(por Andrés Fidanza) Es mucho más que una crisis financiera: el gobierno está desorientado y perdió el control de sus principales variables económicas. Ni las declaraciones de Marcos Peña, ni la breve performance televisiva de Mauricio Macri sirvieron para revertir ese clima. Al contrario, inmediatamente después del mensaje presidencial grabado se aceleró la suba del dólar. Las respuestas del jefe de Gabinete produjeron el mismo efecto.

El macrismo muestra una mezcla de sorpresa y desazón, sobre todo después de haber puesto en marcha el ajuste pactado con el FMI. El oficialismo ya “hizo los deberes”: apuró recortes, aún a costa de potenciar la recesión. Los mercados, sin embargo, siguen mirando de reojo al gobierno de los CEOs. Frente a esa desconfianza, el macrismo vuelve a apostar a un optimismo de pago diferido: los frutos económicos del sacrificio, sobre salarios que se deprecian diariamente, se percibirían en un futuro cada vez más incierto.

Mientras, el ala política del gobierno busca regalarse al menos una buena noticia: llegar a un acuerdo por el presupuesto 2019 con los gobernadores. Según la promesa de Dujovne a madame Christine Lagarde, el presupuesto tiene que incluir un ajuste fiscal del 1,3%. La negociación está atada a un deadline: el 15 de septiembre, fecha en la que el Ejecutivo debería mandar el proyecto al Congreso. Los 15 días que faltan representan una enormidad de tiempo para un gobierno que vive al día.

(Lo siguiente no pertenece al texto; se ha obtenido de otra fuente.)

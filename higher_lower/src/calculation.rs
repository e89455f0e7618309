use tracing::{debug, trace};

use crate::decision::first_right;
use crate::{Error, State, StateArray};

pub mod table;

/// Number of states the memoized recurrence visits while solving a deck of
/// `n >= 2` cards from an empty cache.
pub fn expected_cache_len(n: usize) -> usize {
    (n * (n + 1) / 2).saturating_sub(1)
}

/// Owns the memo table for the success probability of each abstracted
/// state. Entries never go stale, so one solver can serve many decks; clear
/// it only to measure how many states a single run touches.
#[derive(Debug, Default)]
pub struct Solver {
    solution: StateArray<f64>,
}

impl Solver {
    pub fn new() -> Self {
        Default::default()
    }

    /// Probability of guessing every card of an `n`-card deck, averaging
    /// over the rank of the first up card.
    pub fn p_all(&mut self, n: usize) -> Result<f64, Error> {
        if n == 0 {
            return Err(Error::NoCards);
        }

        let mut total = 0.0;
        for up in 0..n {
            total += self.p_given(State::new_unchecked(up, n));
        }
        let p = total / n as f64;

        debug!(n, p, cache_len = self.solution.len(), "solved deck");
        Ok(p)
    }

    /// Probability of guessing all remaining cards from `state`.
    pub fn p_given(&mut self, state: State) -> f64 {
        memoization_find_probability(state, &mut self.solution);
        self.solution[state]
    }

    pub fn cache_len(&self) -> usize {
        self.solution.len()
    }

    pub fn clear(&mut self) {
        debug!(cache_len = self.solution.len(), "clearing solver cache");
        self.solution.clear();
    }
}

fn memoization_find_probability(state: State, solution: &mut StateArray<f64>) {
    if solution.contains_state(state) {
        return;
    }

    let (up, n) = (state.up(), state.n());
    // At most one face-down card left.
    if n <= 2 {
        solution[state] = 1.0;
        return;
    }

    trace!(up, n, "evaluating state");
    let mut total = 0.0;
    for down in (0..n).filter(|&down| down != up) {
        // A wrong call ends the game, so that card contributes nothing.
        let p = if first_right(up, down, n) {
            let next_state = state.after_reveal(down);
            memoization_find_probability(next_state, solution);
            solution[next_state]
        } else {
            0.0
        };
        total += p;
    }

    solution[state] = total / (n - 1) as f64;
}
use std::time::Instant;

use higher_lower::simulation::simulate;
use higher_lower::{expected_cache_len, SimulationSettings, Solver};
use higher_lower_drivers::ConfigSweep;

/// Solves every deck size of the sweep and prints one row per size.
pub fn print_sweep(config: &ConfigSweep) -> anyhow::Result<()> {
    let mut solver = Solver::new();

    println!(
        "{:>6} {:>24} {:>10} {:>10} {:>10}",
        "cards", "p_all", "cache", "expected", "micros"
    );
    for n in config.deck_sizes() {
        if config.reset_cache_between_runs {
            solver.clear();
        }
        let start = Instant::now();
        let p = solver.p_all(n)?;
        let elapsed = start.elapsed();

        println!(
            "{:>6} {:>24.17e} {:>10} {:>10} {:>10}",
            n,
            p,
            solver.cache_len(),
            expected_cache_len(n),
            elapsed.as_micros()
        );
    }
    println!();

    Ok(())
}

/// Plays random decks and compares the win rate with the exact probability.
pub fn print_simulation(settings: &SimulationSettings) -> anyhow::Result<()> {
    let exact = Solver::new().p_all(settings.number_of_cards)?;
    let start = Instant::now();
    let summary = simulate(settings)?;

    println!(
        "Simulated {} games with {} cards (ties guess {:?}).",
        summary.games, settings.number_of_cards, settings.tie_break
    );
    println!(
        "Won: {}. Rate: {:.6}. Exact: {:.6}. Took {:.2?}.",
        summary.wins,
        summary.rate(),
        exact,
        start.elapsed()
    );

    Ok(())
}
use std::cmp::Ordering;
use std::fmt::Debug;

use crate::statearray::ensure_distinct;
use crate::{Error, Guess, State, TieBreak};

/// The optimal call in an abstracted state: guess higher while the up card
/// sits at or below the middle rank `(n - 1) / 2`, lower above it.
///
/// The midpoint is compared exactly (`2 * up` against `n - 1`), so the
/// middle card of an odd-sized deck guesses higher.
pub fn optimal_guess(state: State) -> Guess {
    if 2 * state.up() + 1 > state.n() {
        Guess::Lower
    } else {
        Guess::Higher
    }
}

/// Whether the optimal call with the up card at rank `up` is right about the
/// down card at rank `down`, with `n` cards remaining in total.
pub fn first_right(up: usize, down: usize, n: usize) -> bool {
    debug_assert!(up < n && down < n && up != down);
    (up > down) == (2 * up + 1 > n)
}

/// Guess by counting the face-down cards on either side of the up card.
pub(crate) fn majority_guess<T: Ord>(up: &T, downs: &[T], tie_break: TieBreak) -> Guess {
    let higher = downs.iter().filter(|down| *down > up).count();
    let lower = downs.len() - higher;
    match higher.cmp(&lower) {
        Ordering::Greater => Guess::Higher,
        Ordering::Less => Guess::Lower,
        Ordering::Equal => tie_break.guess(),
    }
}

/// Note that the callers must ensure there are at least 2 distinct cards.
pub(crate) fn first_guess_is_right<T: Ord>(cards: &[T], tie_break: TieBreak) -> bool {
    let (up, downs) = (&cards[0], &cards[1..]);
    majority_guess(up, downs, tie_break).is_right(up, &downs[0])
}

/// Takes the remaining cards (up card first, then the face-down cards in
/// the order they will be turned) and reports whether the majority-count
/// guess is right about the next card. Ties guess lower.
pub fn guess_first<T: Ord + Debug>(cards: &[T]) -> Result<bool, Error> {
    guess_first_with(cards, TieBreak::default())
}

pub fn guess_first_with<T: Ord + Debug>(cards: &[T], tie_break: TieBreak) -> Result<bool, Error> {
    if cards.len() < 2 {
        return Err(Error::TooFewCards {
            needed: 2,
            got: cards.len(),
        });
    }
    ensure_distinct(cards)?;
    Ok(first_guess_is_right(cards, tie_break))
}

A nivel comunicacional, el gobierno baja una línea autoindulgente para contener y darle sentido a su tropa. La culpa vuelve a encontrarse afuera de la Casa Rosada. Los voceros informales de Cambiemos señalan a un peronismo que, dependiendo de la ocasión, es omnipotente o está terminado. Ahora, al peronismo le toca el papel todo-poderoso de liderar un golpe de mercado desde las sombras.

Ese discurso representa un facilismo peligroso, sobre todo para una fuerza que había logrado seducir a los despolitizados. Gran parte del éxito cambiemita se sostenía en esa ingeniería duranbarbiana: entusiasmar, desde un discurso simplista, a los que no estaban embanderados en alguno de los núcleos duros.

Pero esta vez la apuesta por la victimización difícilmente resulte efectiva. A casi tres años de haber asumido, con su propia palabra desgastada por haber prometido hasta el cansancio que lo peor ya había pasado, el truco no alcanzará. Tal recurso no logrará exceder el microclima de los ultras.